Naas General Hospital, as the Deputy knows better than most, given his interest in Naas and time spent with myself on the EHB——

We soldiered together.

——has a complement of 199 beds. It provides general, medical and surgical services, acute psychiatric services and medical and social assessments for patients aged over 65 years, to more than 180,000 people in the Kildare and west Wicklow catchment area.

Phase 2 of a major development programme commenced at Naas General Hospital in November 1999. I signed that agreement with the Minister for Finance, Deputy McCreevy.

The Government rushed in after the event.

Allow the Minister to continue. The time for this debate is limited.

My colleague, the Minister for Finance, has demonstrated very constructive and positive support for the development at Naas General Hospital and signed on the dotted line when required to do so. Phase 3A, which includes accommodation and enabling works for future phases 3B and 3C, commenced on site in April 2002. All the departments constructed in phases 2 and 3A are now in operation, and it is a mistake to send out a message that units are built but not in operation.

Additional revenue and staffing are required to fully commission this development and these are the subject of ongoing discussion between the authority and the Department. If Deputy Durkan can suggest any other mechanism for arriving at a satisfactory conclusion that ensures value for money, appropriate placement of skilled personnel and so on without negotiation, he should tell us about it. I am sure he appreciates that negotiation is necessary and that sometimes that is difficult. I have been involved in negotiations regarding a community nursing unit in the Deputy's catchment area. There has been a huge amount of discussion on it and I cannot understand why progress has not been made.

I raised the issue on several occasions by way of parliamentary question.

The Deputy and I would agree on the reasons it should be opened and on the unacceptable reasons it remains idle. However, we will not interfere with due process. I hope we will see that unit opened as quickly as possible. My Department is more than anxious to open these units on which taxpayers' money has been spent so that the communities they serve can benefit fully.

It is anticipated that the remainder of the development at Naas General Hospital, phases 3B and 3C, will commence in late 2004 and be completed in 2007. That will provide an additional 31 beds at the hospital, bringing the total complement up to 230 beds.

The Minister should conclude.

Let me deal briefly with James Connolly Memorial Hospital.

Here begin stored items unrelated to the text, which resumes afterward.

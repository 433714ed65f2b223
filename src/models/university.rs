//! University program models matching the frontend UniversityProgram interface.

use chrono::{DateTime, Utc};
use serde::{Deserialize, Serialize};

use super::{Record, User};

closed_enum! {
    /// Degree awarded by a program.
    Degree {
        Bs => "BS",
        Ms => "MS",
        Phd => "PhD",
        Diploma => "Diploma",
    }
}

/// An engineering degree program with its community reviews.
#[derive(Debug, Clone, Serialize, Deserialize, PartialEq)]
#[serde(rename_all = "camelCase")]
pub struct UniversityProgram {
    pub id: String,
    pub university_name: String,
    pub program_name: String,
    pub degree: Degree,
    pub discipline: String,
    pub location: String,
    #[serde(default)]
    pub accreditation: Vec<String>,
    pub duration: String,
    pub overview: String,
    #[serde(default)]
    pub pros: Vec<String>,
    #[serde(default)]
    pub cons: Vec<String>,
    #[serde(default)]
    pub reviews: Vec<ProgramReview>,
    pub average_rating: f32,
    #[serde(default, skip_serializing_if = "Option::is_none")]
    pub employability_score: Option<u32>,
    #[serde(default, skip_serializing_if = "Option::is_none")]
    pub research_opportunities: Option<bool>,
}

/// A graduate's or student's review of a program.
#[derive(Debug, Clone, Serialize, Deserialize, PartialEq)]
#[serde(rename_all = "camelCase")]
pub struct ProgramReview {
    pub id: String,
    pub program_id: String,
    pub author: User,
    pub rating: f32,
    pub content: String,
    #[serde(default, skip_serializing_if = "Option::is_none")]
    pub graduation_year: Option<String>,
    pub created_at: DateTime<Utc>,
    #[serde(default)]
    pub helpful: u32,
}

impl Record for UniversityProgram {
    fn id(&self) -> &str {
        &self.id
    }

    fn display_title(&self) -> String {
        format!("{} - {}", self.program_name, self.university_name)
    }

    fn lead_text(&self) -> &str {
        &self.overview
    }
}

The Minister should be brief. In fairness to the staff of the House, I would prefer if Ministers did not go beyond the time allotted.

I will take less than two minutes.

The construction of the new hospital was completed in 2003 on target and within budget. A number of the facilities have been moved to the new location. Additional services will also be transferred to the new hospital. When fully commissioned, the capacity of the hospital will be significantly increased.

Regarding Peamount, I assure the Deputy that respiratory and TB services are to continue. It is part of what the hospital wishes to do regarding the provision of services. There was no reduction of funding from 2003. Additional funding was provided for intellectual and physical disability services. I am pleased to say regarding old age that there are several new units. There has also been the appointment of a new respiratory physician for the south-west who will also provide some sessions to Peamount.

I assure the Deputy that the Government will continue to invest in the development of high quality, equitable and accessible hospital services so that those availing of the services continue to receive timely and appropriate care.

The Dáil adjourned at 11.10 p.m. until10.30 a.m. on Thursday, 8 July 2004.